◆ **Study material**
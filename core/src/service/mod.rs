mod crc32;
mod snowflake;
mod uuid;

pub use self::crc32::Crc32Bench;
pub use self::snowflake::SnowflakeBench;
pub use self::uuid::UuidBench;

use crate::harness::RunOutcome;
use anyhow::Result;
use async_trait::async_trait;
use std::fmt;
use std::ops::Range;

/// which primary-key design a suite drives
#[derive(Debug, Clone, Copy, PartialEq, Eq)]
pub enum Strategy {
    Uuid,
    Crc32,
    Snowflake,
}

impl Strategy {
    pub const ALL: [Strategy; 3] = [Strategy::Uuid, Strategy::Crc32, Strategy::Snowflake];

    pub fn as_str(self) -> &'static str {
        match self {
            Strategy::Uuid => "uuid",
            Strategy::Crc32 => "crc32",
            Strategy::Snowflake => "snowflake",
        }
    }
}

impl fmt::Display for Strategy {
    fn fmt(&self, f: &mut fmt::Formatter<'_>) -> fmt::Result {
        f.write_str(self.as_str())
    }
}

/// one timed benchmark shape
#[derive(Debug, Clone, Copy, PartialEq, Eq)]
pub enum Workload {
    Create,
    InsertBatch,
    Get,
    Update,
    Delete,
}

impl Workload {
    pub const ALL: [Workload; 5] = [
        Workload::Create,
        Workload::InsertBatch,
        Workload::Get,
        Workload::Update,
        Workload::Delete,
    ];

    pub fn as_str(self) -> &'static str {
        match self {
            Workload::Create => "create",
            Workload::InsertBatch => "insert-batch",
            Workload::Get => "get",
            Workload::Update => "update",
            Workload::Delete => "delete",
        }
    }
}

impl fmt::Display for Workload {
    fn fmt(&self, f: &mut fmt::Formatter<'_>) -> fmt::Result {
        f.write_str(self.as_str())
    }
}

/// tuning for one workload run
#[derive(Debug, Clone, Copy)]
pub struct WorkloadOptions {
    /// rows touched by each workload
    pub operations: usize,
    /// cap on single-row operations in flight
    pub concurrency: usize,
    /// rows per multi-row insert statement
    pub batch_size: usize,
    /// cap on multi-row inserts in flight
    pub batch_concurrency: usize,
}

impl Default for WorkloadOptions {
    fn default() -> Self {
        Self {
            operations: 10_000,
            concurrency: 80,
            batch_size: 100,
            batch_concurrency: 30,
        }
    }
}

/// a full benchmark suite for one primary-key strategy.
///
/// the seeding that `get`, `update` and `delete` need happens inside the
/// respective method, before the timer starts; only the fan-out is measured.
#[async_trait]
pub trait BenchSuite: Send + Sync {
    fn strategy(&self) -> Strategy;

    /// times `operations` single-row inserts
    async fn create(&self, opts: &WorkloadOptions) -> Result<RunOutcome>;
    /// times `operations` rows inserted through multi-row statements
    async fn insert_batch(&self, opts: &WorkloadOptions) -> Result<RunOutcome>;
    /// times shuffled point lookups over freshly seeded rows
    async fn get(&self, opts: &WorkloadOptions) -> Result<RunOutcome>;
    /// times full-row updates over freshly seeded rows
    async fn update(&self, opts: &WorkloadOptions) -> Result<RunOutcome>;
    /// times deletes over freshly seeded rows
    async fn delete(&self, opts: &WorkloadOptions) -> Result<RunOutcome>;

    async fn run(&self, workload: Workload, opts: &WorkloadOptions) -> Result<RunOutcome> {
        match workload {
            Workload::Create => self.create(opts).await,
            Workload::InsertBatch => self.insert_batch(opts).await,
            Workload::Get => self.get(opts).await,
            Workload::Update => self.update(opts).await,
            Workload::Delete => self.delete(opts).await,
        }
    }
}

/// number of statements needed to insert `rows` in chunks of `batch_size`
pub(crate) fn batch_count(rows: usize, batch_size: usize) -> usize {
    rows.div_ceil(batch_size.max(1))
}

/// row indexes covered by statement `batch`; a zero batch size is treated
/// as 1, like `batch_count`
pub(crate) fn batch_range(batch: usize, batch_size: usize, rows: usize) -> Range<usize> {
    let batch_size = batch_size.max(1);
    let start = batch * batch_size;
    start..rows.min(start + batch_size)
}

/// statement-level outcomes are reported in row units like the single-row
/// workloads. `succeeded_rows` is counted by the statements themselves, so a
/// short tail statement contributes only the rows it actually carried; the
/// first error index becomes the first row of its batch.
pub(crate) fn scale_to_rows(
    mut outcome: RunOutcome,
    rows: usize,
    succeeded_rows: usize,
    batch_size: usize,
) -> RunOutcome {
    outcome.total = rows;
    outcome.failed = rows.saturating_sub(succeeded_rows);
    if let Some(first) = outcome.first_error.as_mut() {
        first.index *= batch_size;
    }
    outcome
}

◆ **Task description**
Given the data above, which lines hold the string "like"? Return them.

◆ **Response area**
/// as 1, like `batch_count`
/// statement-level outcomes are reported in row units like the single-row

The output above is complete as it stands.